27 Where is boasting then? It is excluded. By what law? of works? Nay: but by the law of faith.

28 Therefore we conclude that a man is justified by faith without the deeds of the law.

29 Is he the God of the Jews only? is he not also of the Gentiles? Yes, of the Gentiles also:

30 Seeing it is one God, which shall justify the circumcision by faith, and uncircumcision through faith.

31 Do we then make void the law through faith? God forbid: yea, we establish the law.

Let us pray

Lord God, as we take time this evening to look at the scripture, Father, we are looking at the greatest truths contained in the Bible. I pray that You will open our understanding and illuminate Your word. We ask it in Jesus’ name, amen.

In my last message, I preached on justification. We are justified by what Jesus did for us on the cross through His death, burial, and resurrection. Jesus Christ is our justification, and it is a good justification, and we were justified by it. If someone asks you how do you know you’re saved? How do you know you’re going to go to heaven? How do you know you’re going to make it? We can say because Jesus died for our sins, we are fully justified. We’re fully justified in saying we are saved because Jesus died for us. We are fully justified before God and man. We are going to make it because of what Jesus did for us. I’m not justified because of what I did, but I’m justified because of what He did. And verse 28 was my focus in my last sermon; verse 24 is especially my focus in this message. And this will probably be another short one. There are a lot of things in these verses, and I am hoping to just tackle one concept at a time, and then when we are done, we will put them all together.

There’s something that comes alongside justification that is so important. It’s about how we obtain justification. We know what it means to be justified, but what is the cost to us?

We are justified by claiming Jesus Christ and what He did as our justification. But what is the cost to us to have that justification? What do I have to give to obtain it? What is the cost to me? In verse 24 is where we see the answer to that.

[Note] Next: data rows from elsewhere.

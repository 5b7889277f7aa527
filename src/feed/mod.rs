// Upstream data sources driven by the leader tab

pub mod ticker;
pub mod rest;
pub mod orchestrator;

pub use orchestrator::{supervise_stream, FeedHandle, FeedOrchestrator, SessionReport, StreamExit};
pub use rest::MarketApi;
pub use ticker::{parse_ticker, DirectionTracker, TickerTick};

In verse 24, it says we are justified freely. Freely. There is no price, there is no cost to us. It is free.

Jesus paid the penalty, and now I don’t have to. I am pardoned because I am justified, and that pardon is being offered to me. And it is free. And that is so amazing. It is incredible. It is almost unbelievable. It’s something so amazing and wonderful, it’s hard to find anything to even compare it to. It’s more surprising and more amazing than getting a letter in the mail that your long-lost uncle died, and you are inheriting a billion dollars. It’s more amazing than discovering a gold mine in your backyard. It’s more amazing than having all your wildest dreams in this life come true. God giving me a free pardon for all my sins is almost unbelievably amazing. It sounds too good to be true, but it is true.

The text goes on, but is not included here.